Provided entries: Begin

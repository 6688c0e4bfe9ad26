use std::{fmt::Display, path::Path, str::FromStr};

use serde::{Deserialize, Serialize};

use crate::RjpsiError;

/// File formats supported for the flat analysis table.
#[derive(Copy, Clone, Debug, Default, PartialEq, Eq, Serialize, Deserialize)]
pub enum OutputFormat {
    /// An Apache Parquet file with one column per field.
    #[default]
    Parquet,
    /// A ROOT file holding a single flat `TTree`.
    Root,
}

impl OutputFormat {
    /// Guess the format from a file extension, if it is recognized.
    pub fn from_path<P: AsRef<Path>>(path: P) -> Option<Self> {
        path.as_ref()
            .extension()
            .and_then(|ext| ext.to_str())
            .and_then(|ext| ext.parse().ok())
    }
}

impl Display for OutputFormat {
    fn fmt(&self, f: &mut std::fmt::Formatter<'_>) -> std::fmt::Result {
        match self {
            OutputFormat::Parquet => write!(f, "Parquet"),
            OutputFormat::Root => write!(f, "ROOT"),
        }
    }
}

impl FromStr for OutputFormat {
    type Err = RjpsiError;

    fn from_str(s: &str) -> Result<Self, Self::Err> {
        match s.to_lowercase().as_str() {
            "parquet" | "pq" => Ok(Self::Parquet),
            "root" | "ttree" => Ok(Self::Root),
            _ => Err(RjpsiError::ParseError {
                name: s.to_string(),
                object: "OutputFormat".to_string(),
            }),
        }
    }
}

/// Precision for writing floating-point columns.
#[derive(Copy, Clone, Debug, Default, PartialEq, Eq, Serialize, Deserialize)]
pub enum FloatPrecision {
    /// 32-bit floats.
    F32,
    /// 64-bit floats.
    #[default]
    F64,
}

impl Display for FloatPrecision {
    fn fmt(&self, f: &mut std::fmt::Formatter<'_>) -> std::fmt::Result {
        match self {
            FloatPrecision::F32 => write!(f, "f32"),
            FloatPrecision::F64 => write!(f, "f64"),
        }
    }
}

impl FromStr for FloatPrecision {
    type Err = RjpsiError;

    fn from_str(s: &str) -> Result<Self, Self::Err> {
        match s.to_lowercase().as_str() {
            "f32" | "float" | "single" | "32" => Ok(Self::F32),
            "f64" | "double" | "64" => Ok(Self::F64),
            _ => Err(RjpsiError::ParseError {
                name: s.to_string(),
                object: "FloatPrecision".to_string(),
            }),
        }
    }
}

#[cfg(test)]
mod tests {
    use super::*;

    #[test]
    fn test_format_from_extension() {
        assert_eq!(
            OutputFormat::from_path("out/rows.parquet"),
            Some(OutputFormat::Parquet)
        );
        assert_eq!(
            OutputFormat::from_path("out/rows.ROOT"),
            Some(OutputFormat::Root)
        );
        assert_eq!(OutputFormat::from_path("rows.csv"), None);
        assert_eq!(OutputFormat::from_path("rows"), None);
    }

    #[test]
    fn test_parse_errors_name_the_object() {
        let err = "hdf5".parse::<OutputFormat>().unwrap_err();
        assert!(matches!(
            err,
            RjpsiError::ParseError { ref name, ref object } if name == "hdf5" && object == "OutputFormat"
        ));
        assert_eq!("Double".parse::<FloatPrecision>().unwrap(), FloatPrecision::F64);
        assert!("f16".parse::<FloatPrecision>().is_err());
    }
}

Provided entries: End

Task requirements - Please return every line from the material above where the string "FromStr" occurs.

Your solution -
use std::{fmt::Display, path::Path, str::FromStr};
impl FromStr for OutputFormat {
impl FromStr for FloatPrecision {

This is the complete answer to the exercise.